Merck scales back vorapaxar trialsMerck said it's stopping one of two big clinical trials of an experimental blood thinner that some viewed as the firm's highest profile pipeline drug. The move marks a setback, analysts say, but nearly 20,000 patients will still be eligible to receive it, keeping alive hopes the drug may get back on track for approval.
The agent, vorapaxar, was being studied in two major clinical trials to evaluate its ability to prevent heart attacks, and Merck had expected to submit it to the FDA this year for use in patients with acute coronary syndromes (ACS).
“We're obviously disappointed,” Merck's head of R&D Peter Kim told analysts this morning about its decision to stop the drug in just those patients in the trial called TRA-2P who had a stroke before entry into the study, “but are pleased that 75% of patients will continue in this study.”
Kim said about 6,000 patients, out of 26,500, have a history of stroke or had one during TRA-2P. The trial is evaluating the drug in secondary prevention of heart attacks.
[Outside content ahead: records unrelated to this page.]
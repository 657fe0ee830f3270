//! Logging macros for ergonomic log message formatting.
//!
//! The leveled macros format their arguments like `format!` and forward
//! to a [`Logger`](crate::Logger). The `legacy_*` macros drive a
//! [`LegacyLogger`](crate::LegacyLogger).
//!
//! # Examples
//!
//! ```
//! use logshim::prelude::*;
//! use logshim::info;
//!
//! let logger = Logger::new();
//!
//! info!(logger, "Server started");
//!
//! let port = 8080;
//! info!(logger, "Server listening on port {}", port);
//! ```

/// Log a message with automatic formatting.
///
/// # Examples
///
/// ```
/// # use logshim::prelude::*;
/// # let logger = Logger::new();
/// use logshim::log;
/// log!(logger, LogLevel::Info, "Simple message");
/// log!(logger, LogLevel::Error, "Error code: {}", 500);
/// ```
#[macro_export]
macro_rules! log {
    ($logger:expr, $level:expr, $($arg:tt)+) => {
        $logger.log($level, format!($($arg)+))
    };
}

/// Log a trace-level message.
#[macro_export]
macro_rules! trace {
    ($logger:expr, $($arg:tt)+) => {
        $crate::log!($logger, $crate::LogLevel::Trace, $($arg)+)
    };
}

/// Log a debug-level message.
#[macro_export]
macro_rules! debug {
    ($logger:expr, $($arg:tt)+) => {
        $crate::log!($logger, $crate::LogLevel::Debug, $($arg)+)
    };
}

/// Log an info-level message.
#[macro_export]
macro_rules! info {
    ($logger:expr, $($arg:tt)+) => {
        $crate::log!($logger, $crate::LogLevel::Info, $($arg)+)
    };
}

/// Log a warning-level message.
#[macro_export]
macro_rules! warn {
    ($logger:expr, $($arg:tt)+) => {
        $crate::log!($logger, $crate::LogLevel::Warn, $($arg)+)
    };
}

/// Log an error-level message.
#[macro_export]
macro_rules! error {
    ($logger:expr, $($arg:tt)+) => {
        $crate::log!($logger, $crate::LogLevel::Error, $($arg)+)
    };
}

/// printf-style call on a legacy adapter.
///
/// # Examples
///
/// ```
/// # use logshim::prelude::*;
/// use logshim::legacy_printf;
/// let legacy = LegacyLogger::new(None);
/// legacy_printf!(legacy, "listening on {}:{}", "0.0.0.0", 8080);
/// ```
#[macro_export]
macro_rules! legacy_printf {
    ($legacy:expr, $($arg:tt)+) => {
        $legacy.printf(format_args!($($arg)+))
    };
}

/// println-style call on a legacy adapter; operands are joined by spaces.
///
/// # Examples
///
/// ```
/// # use logshim::prelude::*;
/// use logshim::legacy_println;
/// let legacy = LegacyLogger::new(None);
/// legacy_println!(legacy, "cache", "miss", 3);
/// ```
#[macro_export]
macro_rules! legacy_println {
    ($legacy:expr $(, $operand:expr)* $(,)?) => {
        $legacy.println(&[$(&$operand as &dyn ::std::fmt::Display),*])
    };
}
The other trial, TRACER, a 13,000-subject study testing vorapaxar in patients with ACS, is being stopped altogether.
The removal of those who had a prior stroke from TRA-2P led to speculation that excessive bleeding could be to blame for TRACER's discontinuation. Patients with ACS also tend to bleed more, a constant fear when evaluating new anti-clotting agents.
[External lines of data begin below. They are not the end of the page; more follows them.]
//! Main logger implementation

use super::{
    appender::Appender,
    error::Result,
    log_context::{Attr, LogContext},
    log_level::LogLevel,
    log_record::LogRecord,
    metrics::LoggerMetrics,
};
use parking_lot::Mutex;
use std::fmt;
use std::sync::Arc;

/// Cheaply cloneable handle to a synchronous structured logger
///
/// Each logger owns at most one appender. A logger without an appender
/// accepts every call and discards the records.
#[derive(Clone)]
pub struct Logger {
    inner: Arc<LoggerInner>,
}

struct LoggerInner {
    min_level: LogLevel,
    appender: Option<Mutex<Box<dyn Appender>>>,
    /// Metrics for observability (dropped count, total logged, etc.)
    metrics: LoggerMetrics,
}

impl Logger {
    /// Logger at `Info` that discards everything
    #[must_use]
    pub fn new() -> Self {
        Self::builder().build()
    }

    /// Logger writing every record at or above `min_level` to `appender`
    pub fn with_appender<A: Appender + 'static>(min_level: LogLevel, appender: A) -> Self {
        Self::builder().min_level(min_level).appender(appender).build()
    }

    /// Hand one record to the appender with panic isolation
    ///
    /// Appender errors and panics are reported on stderr and counted as
    /// dropped; they never reach the caller.
    fn process_sync(appender: &mut dyn Appender, record: &LogRecord, metrics: &LoggerMetrics) {
        let append_result = std::panic::catch_unwind(std::panic::AssertUnwindSafe(|| {
            appender.append(record)
        }));

        match append_result {
            Ok(Ok(())) => {
                metrics.record_logged();
            }
            Ok(Err(e)) => {
                eprintln!("[LOGGER ERROR] Appender '{}' failed: {}", appender.name(), e);
                metrics.record_dropped();
            }
            Err(panic_info) => {
                let panic_msg = if let Some(s) = panic_info.downcast_ref::<&str>() {
                    s.to_string()
                } else if let Some(s) = panic_info.downcast_ref::<String>() {
                    s.clone()
                } else {
                    "Unknown panic".to_string()
                };
                eprintln!(
                    "[LOGGER CRITICAL] Appender '{}' panicked: {}",
                    appender.name(),
                    panic_msg
                );
                metrics.record_dropped();
            }
        }
    }

    pub fn min_level(&self) -> LogLevel {
        self.inner.min_level
    }

    /// Whether a record at `level` would be written
    pub fn enabled(&self, level: LogLevel) -> bool {
        level >= self.inner.min_level
    }

    /// Emit a fully built record, subject to the level filter
    pub fn emit(&self, record: LogRecord) {
        if !self.enabled(record.level) {
            self.inner.metrics.record_filtered();
            return;
        }

        if let Some(ref appender) = self.inner.appender {
            let mut appender = appender.lock();
            Self::process_sync(appender.as_mut(), &record, &self.inner.metrics);
        }
    }

    pub fn log(&self, level: LogLevel, message: impl Into<String>) {
        self.log_with_context(level, message, LogContext::new());
    }

    /// Log with structured context fields
    pub fn log_with_context(
        &self,
        level: LogLevel,
        message: impl Into<String>,
        context: LogContext,
    ) {
        if !self.enabled(level) {
            self.inner.metrics.record_filtered();
            return;
        }

        self.emit(LogRecord::new(level, message).with_context(context));
    }

    /// Log with a list of attributes
    pub fn log_attrs(
        &self,
        level: LogLevel,
        message: impl Into<String>,
        attrs: impl IntoIterator<Item = Attr>,
    ) {
        if !self.enabled(level) {
            self.inner.metrics.record_filtered();
            return;
        }

        self.emit(LogRecord::new(level, message).with_attrs(attrs));
    }

    #[inline]
    pub fn trace(&self, message: impl Into<String>) {
        self.log(LogLevel::Trace, message);
    }

    #[inline]
    pub fn debug(&self, message: impl Into<String>) {
        self.log(LogLevel::Debug, message);
    }

    #[inline]
    pub fn info(&self, message: impl Into<String>) {
        self.log(LogLevel::Info, message);
    }

    #[inline]
    pub fn warn(&self, message: impl Into<String>) {
        self.log(LogLevel::Warn, message);
    }

    #[inline]
    pub fn error(&self, message: impl Into<String>) {
        self.log(LogLevel::Error, message);
    }

    pub fn flush(&self) -> Result<()> {
        if let Some(ref appender) = self.inner.appender {
            appender.lock().flush()?;
        }
        Ok(())
    }

    /// Get the logger metrics for detailed observability
    ///
    /// # Example
    ///
    /// ```
    /// use logshim::Logger;
    ///
    /// let logger = Logger::new();
    /// logger.debug("below the default level");
    /// assert_eq!(logger.metrics().filtered_count(), 1);
    /// ```
    pub fn metrics(&self) -> &LoggerMetrics {
        &self.inner.metrics
    }

    /// Create a builder for Logger
    #[must_use]
    pub fn builder() -> LoggerBuilder {
        LoggerBuilder::new()
    }
}

impl Default for Logger {
    fn default() -> Self {
        Self::new()
    }
}

impl fmt::Debug for Logger {
    fn fmt(&self, f: &mut fmt::Formatter<'_>) -> fmt::Result {
        let appender = self
            .inner
            .appender
            .as_ref()
            .map(|a| a.lock().name().to_string());
        f.debug_struct("Logger")
            .field("min_level", &self.inner.min_level)
            .field("appender", &appender)
            .finish()
    }
}

/// Builder for constructing Logger with a fluent API
///
/// # Example
/// ```
/// use logshim::prelude::*;
///
/// let logger = Logger::builder()
///     .min_level(LogLevel::Debug)
///     .appender(JsonAppender::new(Vec::new()))
///     .build();
/// assert!(logger.enabled(LogLevel::Debug));
/// ```
pub struct LoggerBuilder {
    min_level: LogLevel,
    appender: Option<Box<dyn Appender>>,
}

impl LoggerBuilder {
    /// Create a new builder with default values
    pub fn new() -> Self {
        Self {
            min_level: LogLevel::Info,
            appender: None,
        }
    }

    /// Set minimum log level
    #[must_use = "builder methods return a new value"]
    pub fn min_level(mut self, level: LogLevel) -> Self {
        self.min_level = level;
        self
    }

    /// Set the appender, replacing any previous one
    #[must_use = "builder methods return a new value"]
    pub fn appender<A: Appender + 'static>(mut self, appender: A) -> Self {
        self.appender = Some(Box::new(appender));
        self
    }

    pub fn build(self) -> Logger {
        Logger {
            inner: Arc::new(LoggerInner {
                min_level: self.min_level,
                appender: self.appender.map(Mutex::new),
                metrics: LoggerMetrics::new(),
            }),
        }
    }
}

impl Default for LoggerBuilder {
    fn default() -> Self {
        Self::new()
    }
}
But the Data and Safety Monitoring Board (DSMB), which recommended making the study changes, did not give a reason, and Kim refused to provide additional details of the DSMB findings during the analyst call. “Some will attempt to draw conclusions, but keep in mind we don't yet know the specific safety and efficacy results,” Kim said. “Detailed data will be available after review and analysis.”
In a statement, Merck said it will update its projections for vorapaxar regulatory filings once it receives efficacy and safety data from TRACER and can determine an updated completion date for TRA-2P.
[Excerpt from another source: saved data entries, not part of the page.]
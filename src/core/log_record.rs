//! Structured log record
//!
//! A record serializes as one flat JSON object. The reserved keys `time`,
//! `level` and `msg` come first, followed by the attributes in the order
//! they were added.

use super::log_context::{Attr, LogContext};
use super::log_level::LogLevel;
use super::timestamp::{self, TimestampFormat};
use chrono::{DateTime, FixedOffset};
use serde::ser::{Serialize, SerializeMap, Serializer};

pub const TIME_KEY: &str = "time";
pub const LEVEL_KEY: &str = "level";
pub const MESSAGE_KEY: &str = "msg";

#[derive(Debug, Clone, PartialEq)]
pub struct LogRecord {
    pub level: LogLevel,
    pub message: String,
    pub timestamp: DateTime<FixedOffset>,
    pub context: LogContext,
}

impl LogRecord {
    pub fn new(level: LogLevel, message: impl Into<String>) -> Self {
        Self {
            level,
            message: message.into(),
            timestamp: timestamp::now(),
            context: LogContext::new(),
        }
    }

    pub fn with_context(mut self, context: LogContext) -> Self {
        self.context = context;
        self
    }

    pub fn with_attrs(mut self, attrs: impl IntoIterator<Item = Attr>) -> Self {
        for attr in attrs {
            self.context.push(attr);
        }
        self
    }

    pub fn with_timestamp(mut self, timestamp: DateTime<FixedOffset>) -> Self {
        self.timestamp = timestamp;
        self
    }

    /// Serialize as a single JSON line, including the trailing newline
    pub fn to_json_line(&self) -> Result<Vec<u8>, serde_json::Error> {
        let mut buf = serde_json::to_vec(self)?;
        buf.push(b'\n');
        Ok(buf)
    }
}

impl Serialize for LogRecord {
    fn serialize<S: Serializer>(&self, serializer: S) -> Result<S::Ok, S::Error> {
        let mut map = serializer.serialize_map(Some(3 + self.context.len()))?;
        map.serialize_entry(TIME_KEY, &TimestampFormat::Rfc3339Millis.format(&self.timestamp))?;
        map.serialize_entry(LEVEL_KEY, &self.level)?;
        map.serialize_entry(MESSAGE_KEY, &self.message)?;
        for attr in self.context.attrs() {
            map.serialize_entry(&attr.key, &attr.value)?;
        }
        map.end()
    }
}

#[cfg(test)]
mod tests {
    use super::*;

    fn fixed_record() -> LogRecord {
        let ts = DateTime::parse_from_rfc3339("2024-01-02T15:04:05.123Z").unwrap();
        LogRecord::new(LogLevel::Info, "hello").with_timestamp(ts)
    }

    #[test]
    fn test_reserved_keys_first() {
        let record = fixed_record().with_attrs([Attr::new("zeta", 1), Attr::new("alpha", "a")]);
        let line = String::from_utf8(record.to_json_line().unwrap()).unwrap();

        assert_eq!(
            line,
            "{\"time\":\"2024-01-02T15:04:05.123Z\",\"level\":\"INFO\",\"msg\":\"hello\",\"zeta\":1,\"alpha\":\"a\"}\n"
        );
    }

    #[test]
    fn test_trace_level_name() {
        let mut record = fixed_record();
        record.level = LogLevel::Trace;

        let value: serde_json::Value = serde_json::to_value(&record).unwrap();
        assert_eq!(value["level"], "TRACE");
    }

    #[test]
    fn test_message_is_not_altered() {
        let record = LogRecord::new(LogLevel::Warn, "line one\nline two");
        let value: serde_json::Value = serde_json::to_value(&record).unwrap();
        assert_eq!(value["msg"], "line one\nline two");
    }
}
Vorapaxar, which came to Merck from the Schering-Plough acquisition, has a different mechanism of action and more selectivity than Bristol-Myers Squibb/Sanofi-Aventis' Plavix and Eli Lilly/Daiichi-Sankyo's Effient and, in theory, could be used in combination with them or with AstraZeneca's experimental antiplatelet agent Brilinta. “What we're looking for is an antiplatelet agent we can add on top of the standard of care,” Kim said.